Kolostrum - Drops of Life
Wertvolle Inhaltsstoffe
Unter Experten besteht kein Zweifel daran, dass Kolostrum, die erste Milch, die Mütter zu Beginn des Stillens produzieren, die ideale Nahrung für ein Neugeborenes ist. Seine einzigartige Zusammensetzung ist auf die spezifischen Bedürfnisse des Säuglings in den ersten Stunden und Tagen seines Lebens zugeschnitten. Kolostrum ist dicker und deutlich gelber1 als reife Muttermilch und enthält Nährstoffe in hochkonzentrierter Form. Es ist reich an Proteinen, aber fettarm, was die Verdauung erleichtert.2 Vor allem spielt es eine entscheidende Rolle beim Aufbau des empfindlichen Immunsystems des Säuglings und bei der Förderung der gesunden Entwicklung des Babys. Tatsächlich wurde Kolostrum manchmal als „erste Impfung“ bezeichnet.
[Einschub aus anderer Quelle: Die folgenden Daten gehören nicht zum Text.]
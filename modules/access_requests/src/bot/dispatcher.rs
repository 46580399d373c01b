use std::sync::Arc;

use tracing::{debug, instrument, warn};

use crate::bot::callback::CallbackAction;
use crate::bot::command::Command;
use crate::bot::reply::{self, Reply};
use crate::bot::session::{ConversationMode, SessionStore};
use crate::contract::client::AccessRequestsApi;
use crate::contract::error::AccessError;
use crate::contract::model::{Decision, Identity, RegisterOutcome};

/// An inbound chat message or button press.
#[derive(Debug, Clone, PartialEq, Eq)]
pub struct ChatUpdate {
    /// User who sent the message or pressed the button.
    pub sender: Identity,
    pub payload: ChatPayload,
}

#[derive(Debug, Clone, PartialEq, Eq)]
pub enum ChatPayload {
    Text(String),
    Callback(String),
}

/// Turns chat updates into lifecycle calls and replies. Never fails: every
/// error becomes a message for the sender.
pub struct BotDispatcher {
    api: Arc<dyn AccessRequestsApi>,
    sessions: SessionStore,
}

impl BotDispatcher {
    pub fn new(api: Arc<dyn AccessRequestsApi>) -> Self {
        Self {
            api,
            sessions: SessionStore::new(),
        }
    }

    pub fn sessions(&self) -> &SessionStore {
        &self.sessions
    }

    #[instrument(name = "access_requests.bot.handle", skip(self, update), fields(sender = %update.sender))]
    pub async fn handle(&self, update: ChatUpdate) -> Vec<Reply> {
        let sender = update.sender;
        if !sender.is_valid() {
            warn!("Update from invalid sender ignored");
            return Vec::new();
        }
        match update.payload {
            ChatPayload::Text(text) => self.on_text(sender, &text).await,
            ChatPayload::Callback(data) => self.on_callback(sender, &data).await,
        }
    }

    async fn on_text(&self, sender: Identity, text: &str) -> Vec<Reply> {
        let command = match Command::parse(text) {
            Some(Ok(command)) => command,
            Some(Err(e)) => return vec![Reply::text(sender, e.to_string())],
            None => {
                return match self.sessions.take_mode(sender) {
                    ConversationMode::AwaitingLink => vec![self.download(sender, text).await],
                    ConversationMode::Idle => vec![Reply::text(sender, reply::ONLY_COMMANDS)],
                };
            }
        };
        debug!(?command, "Command received");

        match command {
            Command::Start => vec![self.register(sender).await],
            Command::Help => vec![reply::help(sender, self.api.is_admin(sender))],
            Command::Admin if self.api.is_admin(sender) => vec![reply::admin_menu(sender)],
            Command::Admin => vec![Reply::text(sender, reply::NOT_AUTHORIZED)],
            Command::ListRequests => vec![self.show_pending(sender).await],
            Command::Approve(target) => vec![self.decide(sender, target, true).await],
            Command::Reject(target) => vec![self.decide(sender, target, false).await],
            Command::Download(url) => vec![self.download(sender, &url).await],
            Command::Unknown(_) => vec![Reply::text(sender, reply::UNKNOWN_COMMAND)],
        }
    }

    async fn on_callback(&self, sender: Identity, data: &str) -> Vec<Reply> {
        let action: CallbackAction = match data.parse() {
            Ok(action) => action,
            Err(e) => {
                warn!("Rejected callback: {e}");
                return vec![Reply::text(sender, reply::STALE_BUTTON)];
            }
        };
        if action.is_admin_action() && !self.api.is_admin(sender) {
            warn!(%action, "Admin callback from non-admin");
            return vec![Reply::text(sender, reply::NOT_AUTHORIZED)];
        }

        match action {
            CallbackAction::ListRequests => vec![self.show_pending(sender).await],
            CallbackAction::Approve(target) => vec![
                self.decide(sender, target, true).await,
                self.show_pending(sender).await,
            ],
            CallbackAction::Reject(target) => vec![
                self.decide(sender, target, false).await,
                self.show_pending(sender).await,
            ],
            CallbackAction::PrevPage => {
                self.sessions
                    .update(sender, |s| s.admin_page = s.admin_page.saturating_sub(1).max(1));
                vec![self.show_pending(sender).await]
            }
            CallbackAction::NextPage => {
                self.sessions
                    .update(sender, |s| s.admin_page = s.admin_page.saturating_add(1));
                vec![self.show_pending(sender).await]
            }
            CallbackAction::RequestAccess => vec![self.register(sender).await],
            CallbackAction::Download => match self.api.is_approved(sender).await {
                Ok(true) => {
                    self.sessions
                        .update(sender, |s| s.mode = ConversationMode::AwaitingLink);
                    vec![Reply::text(sender, reply::SEND_LINK)]
                }
                Ok(false) => vec![Reply::text(sender, reply::NOT_APPROVED)],
                Err(e) => vec![error_reply(sender, &e)],
            },
        }
    }

    async fn register(&self, sender: Identity) -> Reply {
        match self.api.register(sender).await {
            Ok(RegisterOutcome::Submitted) => Reply::text(sender, reply::REQUEST_SENT),
            Ok(RegisterOutcome::AlreadyPending) => Reply::text(sender, reply::ALREADY_PENDING),
            Ok(RegisterOutcome::AlreadyApproved) => reply::user_menu(sender, true),
            Err(e) => error_reply(sender, &e),
        }
    }

    async fn decide(&self, sender: Identity, target: Identity, approve: bool) -> Reply {
        let result = if approve {
            self.api.approve(sender, target).await
        } else {
            self.api.reject(sender, target).await
        };
        match result {
            Ok(Decision::Applied { .. }) if approve => {
                Reply::text(sender, format!("User {target} approved."))
            }
            Ok(Decision::Applied { .. }) => Reply::text(sender, format!("User {target} rejected.")),
            Ok(Decision::Unchanged { current }) => Reply::text(
                sender,
                format!("User {target} has no pending request (currently {current})."),
            ),
            Err(e) => error_reply(sender, &e),
        }
    }

    async fn download(&self, sender: Identity, url: &str) -> Reply {
        let url = url.trim();
        match self.api.request_download(sender, url).await {
            Ok(()) => reply::download_started(sender, url),
            Err(AccessError::Validation { .. }) => Reply::text(sender, reply::NOT_A_LINK),
            Err(e) => error_reply(sender, &e),
        }
    }

    /// Render the admin's current page, clamping it to the last page when the
    /// queue shrank underneath.
    async fn show_pending(&self, sender: Identity) -> Reply {
        let page = self.sessions.get(sender).admin_page;
        let mut listed = self.api.list_pending(sender, page, None).await;

        if let Ok(p) = &listed {
            if p.items.is_empty() && p.total_pages > 0 && p.page > p.total_pages {
                let last = p.total_pages;
                self.sessions.update(sender, |s| s.admin_page = last);
                listed = self.api.list_pending(sender, last, None).await;
            } else if p.total_pages == 0 {
                self.sessions.update(sender, |s| s.admin_page = 1);
            }
        }

        match listed {
            Ok(p) => reply::pending_list(sender, &p),
            Err(e) => error_reply(sender, &e),
        }
    }
}

fn error_reply(to: Identity, e: &AccessError) -> Reply {
    match e {
        AccessError::NotAuthorized => Reply::text(to, reply::NOT_AUTHORIZED),
        AccessError::NotApproved { .. } => Reply::text(to, reply::NOT_APPROVED),
        AccessError::NotFound { user_id } => {
            Reply::text(to, format!("No request from user {user_id}."))
        }
        AccessError::Validation { message } => Reply::text(to, format!("Invalid input: {message}")),
        AccessError::Internal => Reply::text(to, reply::INTERNAL_ERROR),
    }
}
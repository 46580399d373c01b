use anyhow::{anyhow, Context, Result};
use clap::{Parser, Subcommand};
use db::{ConnectOpts, DbHandle};
use mimalloc::MiMalloc;
use runtime::{AppConfig, DatabaseConfig};

#[global_allocator]
static GLOBAL: MiMalloc = MiMalloc;

use std::path::{Path, PathBuf};
use std::time::Duration;
use url::Url;

use access_requests::config::AccessRequestsConfig;
use access_requests::infra::legacy::LegacyLists;
use access_requests::AccessRequests;

mod http;

const MODULE_NAME: &str = "access_requests";

/// Expand a sqlite DSN into an absolute-path DSN using a base directory.
/// - Keeps "sqlite::memory:" as-is.
/// - Normalizes backslashes into forward slashes (important on Windows).
fn absolutize_sqlite_dsn(dsn: &str, base_dir: &Path, create_dirs: bool) -> Result<String> {
    if dsn.eq_ignore_ascii_case("sqlite::memory:") || dsn.eq_ignore_ascii_case("sqlite://:memory:")
    {
        return Ok("sqlite::memory:".to_string());
    }
    let db_path = dsn
        .strip_prefix("sqlite://")
        .ok_or_else(|| anyhow!("DSN must start with sqlite:// (got: {})", dsn))?;

    let (path_str, query) = match db_path.split_once('?') {
        Some((p, q)) => (p, Some(q)),
        None => (db_path, None),
    };

    let mut p = PathBuf::from(path_str);
    if p.as_os_str().is_empty() {
        return Err(anyhow!("Empty SQLite path in DSN"));
    }
    if p.is_relative() {
        p = base_dir.join(p);
    }

    if let Some(dir) = p.parent() {
        if create_dirs {
            std::fs::create_dir_all(dir)?;
        }
    }

    let mut out = String::from("sqlite://");
    out.push_str(&p.to_string_lossy().replace('\\', "/"));
    if let Some(q) = query {
        out.push('?');
        out.push_str(q);
    }
    Ok(out)
}

/// Gatekeeper Server - admin-approved access to a media-download chat bot
#[derive(Parser)]
#[command(name = "gatekeeper-server")]
#[command(about = "Gatekeeper Server - admin-approved access to a media-download chat bot")]
#[command(version = "0.1.0")]
struct Cli {
    /// Path to configuration file
    #[arg(short, long)]
    config: Option<PathBuf>,

    /// Port for HTTP server (overrides config)
    #[arg(short, long)]
    port: Option<u16>,

    /// Print current configuration and exit
    #[arg(long)]
    print_config: bool,

    /// Log verbosity level (-v debug, -vv trace)
    #[arg(short, long, action = clap::ArgAction::Count)]
    verbose: u8,

    /// Use an in-memory database
    #[arg(long)]
    mock: bool,

    #[command(subcommand)]
    command: Option<Commands>,
}

#[derive(Subcommand)]
enum Commands {
    /// Start the server
    Run,
    /// Check configuration
    Check,
    /// Seed the database from the flat-file pending/approved lists
    ImportLegacy {
        /// JSON array of user ids waiting for a decision
        #[arg(long)]
        pending: PathBuf,
        /// JSON array of approved user ids
        #[arg(long)]
        approved: PathBuf,
    },
}

#[tokio::main]
async fn main() -> Result<()> {
    let cli = Cli::parse();

    // Load configuration (normalized home_dir is applied inside)
    let mut config = AppConfig::load(cli.config.as_deref())?;
    config.apply_overrides(cli.port, cli.verbose);

    let logging_config = config.logging.as_ref().cloned().unwrap_or_default();
    runtime::logging::init_logging_from_config(&logging_config, Path::new(&config.server.home_dir));
    tracing::info!("Gatekeeper Server starting");

    if cli.print_config {
        println!("{}", config.to_yaml()?);
        return Ok(());
    }

    match cli.command.unwrap_or(Commands::Run) {
        Commands::Run => run_server(config, cli.mock).await,
        Commands::Check => check_config(config).await,
        Commands::ImportLegacy { pending, approved } => {
            import_legacy(config, cli.mock, &pending, &approved).await
        }
    }
}

/// Detect DB backend from URL scheme.
fn detect_from_dsn(cfg: &DatabaseConfig) -> Result<&'static str> {
    let raw = cfg.url.trim().to_owned();
    if raw.is_empty() {
        return Err(anyhow!("Database URL not configured"));
    }

    let url = Url::parse(&raw).map_err(|e| anyhow!("Invalid database DSN '{}': {}", raw, e))?;

    match url.scheme() {
        "sqlite" | "sqlite3" => Ok("sqlite"),
        "postgres" | "postgresql" => Ok("postgres"),
        other => Err(anyhow!("Unsupported database type: {}", other)),
    }
}

/// Open the configured database (in-memory SQLite with `--mock`) and apply migrations.
async fn open_database(config: &AppConfig, mock: bool) -> Result<DbHandle> {
    let base_dir = PathBuf::from(&config.server.home_dir);

    let db_config = config.database.clone();
    let mut final_dsn = if mock {
        "sqlite::memory:".to_string()
    } else {
        let db_config = db_config
            .as_ref()
            .ok_or_else(|| anyhow!("No database configuration found"))?;
        detect_from_dsn(db_config)?;
        db_config.url.trim().to_owned()
    };

    // Absolutize sqlite DSNs to avoid cwd issues
    if final_dsn.starts_with("sqlite://") {
        final_dsn = absolutize_sqlite_dsn(&final_dsn, &base_dir, true)?;
    }

    let connect_opts = ConnectOpts {
        max_conns: db_config.as_ref().and_then(|c| c.max_conns),
        acquire_timeout: Some(Duration::from_secs(5)),
        sqlite_busy_timeout: db_config
            .as_ref()
            .and_then(|c| c.busy_timeout_ms)
            .map(|ms| Duration::from_millis(ms as u64)),
        create_sqlite_dirs: true,
        ..Default::default()
    };

    tracing::info!("Connecting to database: {}", final_dsn);
    let db = DbHandle::connect(&final_dsn, connect_opts).await?;
    tracing::info!("Connected DB backend: {:?}", db.engine());

    AccessRequests::migrate(&db).await?;
    Ok(db)
}

fn module_config(config: &AppConfig) -> Result<AccessRequestsConfig> {
    let cfg: AccessRequestsConfig = config
        .module_config(MODULE_NAME)
        .context("modules.access_requests")?;
    cfg.validate()?;
    Ok(cfg)
}

async fn run_server(config: AppConfig, mock: bool) -> Result<()> {
    tracing::info!("Initializing modules...");
    let module_cfg = module_config(&config)?;

    let db = open_database(&config, mock).await?;
    let module = AccessRequests::init(&db, &module_cfg)?;

    let router = http::build_router(&module, config.server.timeout_sec);
    let result = http::serve(router, &config.server.host, config.server.port).await;

    db.close().await;
    tracing::info!("Gatekeeper Server stopped");
    result
}

async fn check_config(config: AppConfig) -> Result<()> {
    tracing::info!("Checking configuration...");

    if let Some(db_config) = &config.database {
        detect_from_dsn(db_config)?;
    }
    module_config(&config)?;

    tracing::info!("Configuration is valid");
    println!("Configuration check passed");
    println!("Server config:");
    println!("{}", config.to_yaml()?);

    Ok(())
}

async fn import_legacy(
    config: AppConfig,
    mock: bool,
    pending: &Path,
    approved: &Path,
) -> Result<()> {
    let lists = LegacyLists::load(pending, approved)?;
    let db = open_database(&config, mock).await?;

    let store = AccessRequests::status_store(db.sea());
    let report = lists.import_into(store.as_ref()).await;
    db.close().await;

    let report = report?;
    println!(
        "Imported {} pending and {} approved users ({} skipped)",
        report.pending, report.approved, report.skipped
    );
    Ok(())
}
KLEINE MENGE, GROSSE WIRKUNG
Diese Tröpfchen sind im wahrsten Sinne des Wortes sehr wertvoll – und ihre Knappheit macht sie umso wertvoller: Nach der Geburt steht dem Säugling Kolostrum in der Regel nur in den ersten drei bis fünf Tagen zur Verfügung, bevor sich die Muttermilch zur Übergangs- und später zur reifen Milch entwickelt3 – mit einer Ausnahme: Untersuchungen haben ergeben, dass Kolostrum bei Müttern von Frühgeborenen tatsächlich länger produziert werden kann. Angesichts der Bedeutung der schützenden Eigenschaften von Kolostrum insbesondere für empfindliche Säuglinge ist dies natürlich sehr sinnvoll. Um sicherzustellen, dass diese Säuglinge so viel wie möglich von den einzigartigen Inhaltsstoffen des Kolostrums profitieren können, ist es entscheidend, dass sie das Kolostrum ihrer Mutter erhalten – unabhängig von der allgemeinen Stillsituation und Entscheidung.4
„Es ist kaum zu begreifen, wie gut die Wirkung von Kolostrum auf ein krankes Kind ist. Die Inhaltsstoffe sind zu zahlreich, um sie aufzulisten.“
Serena Debonnet, Hebamme, Stillberaterin und BFHI-Koordinatorin, Belgien
- Leukozyten, die Antikörper produzieren, um Bakterien und Viren zu neutralisieren.5 Dies ist insbesondere für Säuglinge mit unreifem Darm relevant und kann Durchfall verhindern.
- sIgA-Antikörper, die den Magen-Darm-Trakt des Säuglings auskleiden.6 Sie siedeln sich konzentriert in der Schleimhaut des Darms und des Atmungssystems an und schützen den Säugling vor Erkrankungen, die die Mutter bereits durchgemacht hat.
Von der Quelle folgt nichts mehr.